** MATERIAL FOR THE TASK follows **
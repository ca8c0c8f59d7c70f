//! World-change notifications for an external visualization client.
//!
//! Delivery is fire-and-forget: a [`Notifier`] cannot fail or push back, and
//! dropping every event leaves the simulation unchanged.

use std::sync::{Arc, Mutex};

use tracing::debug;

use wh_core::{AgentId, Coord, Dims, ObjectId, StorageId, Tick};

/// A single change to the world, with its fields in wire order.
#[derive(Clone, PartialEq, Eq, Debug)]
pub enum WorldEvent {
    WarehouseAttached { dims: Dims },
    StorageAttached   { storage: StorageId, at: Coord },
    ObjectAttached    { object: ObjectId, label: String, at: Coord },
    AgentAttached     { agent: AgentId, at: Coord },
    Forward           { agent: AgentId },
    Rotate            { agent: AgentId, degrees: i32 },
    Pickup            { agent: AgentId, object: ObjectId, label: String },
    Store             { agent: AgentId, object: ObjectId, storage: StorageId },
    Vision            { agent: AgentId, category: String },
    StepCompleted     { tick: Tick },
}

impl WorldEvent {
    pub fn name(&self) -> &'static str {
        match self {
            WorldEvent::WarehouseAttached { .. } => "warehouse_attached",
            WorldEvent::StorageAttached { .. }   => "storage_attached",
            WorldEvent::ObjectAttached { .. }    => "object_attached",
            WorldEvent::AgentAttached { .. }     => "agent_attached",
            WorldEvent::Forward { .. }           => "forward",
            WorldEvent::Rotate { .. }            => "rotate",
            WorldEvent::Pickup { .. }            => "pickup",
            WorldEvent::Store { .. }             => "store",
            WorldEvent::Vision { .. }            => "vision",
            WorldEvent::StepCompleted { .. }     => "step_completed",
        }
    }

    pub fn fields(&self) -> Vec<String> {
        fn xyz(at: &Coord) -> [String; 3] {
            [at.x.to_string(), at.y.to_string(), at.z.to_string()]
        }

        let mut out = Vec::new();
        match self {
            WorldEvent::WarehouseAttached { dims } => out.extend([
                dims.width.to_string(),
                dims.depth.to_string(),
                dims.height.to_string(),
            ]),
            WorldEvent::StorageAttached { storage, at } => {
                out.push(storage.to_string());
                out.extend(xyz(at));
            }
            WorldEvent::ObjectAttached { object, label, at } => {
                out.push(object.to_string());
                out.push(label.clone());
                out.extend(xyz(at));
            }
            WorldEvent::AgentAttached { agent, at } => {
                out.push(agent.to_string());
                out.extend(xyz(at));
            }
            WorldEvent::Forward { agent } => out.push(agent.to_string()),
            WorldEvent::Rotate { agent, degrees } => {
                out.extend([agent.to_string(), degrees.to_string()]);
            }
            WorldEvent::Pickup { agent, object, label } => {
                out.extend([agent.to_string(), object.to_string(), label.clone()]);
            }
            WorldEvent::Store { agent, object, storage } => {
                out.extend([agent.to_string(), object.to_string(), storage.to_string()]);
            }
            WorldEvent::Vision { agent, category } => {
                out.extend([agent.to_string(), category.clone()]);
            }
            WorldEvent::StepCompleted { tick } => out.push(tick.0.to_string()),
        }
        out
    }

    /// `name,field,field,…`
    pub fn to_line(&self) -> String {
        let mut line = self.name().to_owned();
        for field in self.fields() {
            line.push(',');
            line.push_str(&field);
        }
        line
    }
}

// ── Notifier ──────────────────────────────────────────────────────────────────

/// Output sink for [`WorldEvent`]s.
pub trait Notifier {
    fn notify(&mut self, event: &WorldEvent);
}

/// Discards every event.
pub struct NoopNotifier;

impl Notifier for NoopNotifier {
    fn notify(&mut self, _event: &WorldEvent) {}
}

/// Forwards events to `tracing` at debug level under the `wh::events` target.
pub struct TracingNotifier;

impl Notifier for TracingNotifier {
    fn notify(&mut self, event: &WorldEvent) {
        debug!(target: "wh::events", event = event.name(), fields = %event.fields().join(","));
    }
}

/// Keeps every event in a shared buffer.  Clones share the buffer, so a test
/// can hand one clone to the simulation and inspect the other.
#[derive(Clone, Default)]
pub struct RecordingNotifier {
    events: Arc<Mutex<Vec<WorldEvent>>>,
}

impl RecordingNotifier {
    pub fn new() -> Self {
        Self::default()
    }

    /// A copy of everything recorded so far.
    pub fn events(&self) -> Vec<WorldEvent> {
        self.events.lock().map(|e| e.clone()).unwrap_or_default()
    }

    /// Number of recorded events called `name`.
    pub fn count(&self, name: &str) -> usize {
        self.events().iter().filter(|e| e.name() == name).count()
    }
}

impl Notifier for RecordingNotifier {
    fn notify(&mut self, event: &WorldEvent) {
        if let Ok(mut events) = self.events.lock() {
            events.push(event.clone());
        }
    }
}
** End of MATERIAL FOR THE TASK **
> [WHAT YOU HAVE TO DO] Up to and including the line with "use tracing::debug;", output every line of the records above exactly, starting from the first; output nothing else.

> [RESPONSE TO THIS EXERCISE]
repository ca8c0c8f59d7c70f
//! World-change notifications for an external visualization client.
//!
//! Delivery is fire-and-forget: a [`Notifier`] cannot fail or push back, and
//! dropping every event leaves the simulation unchanged.

use std::sync::{Arc, Mutex};

use tracing::debug;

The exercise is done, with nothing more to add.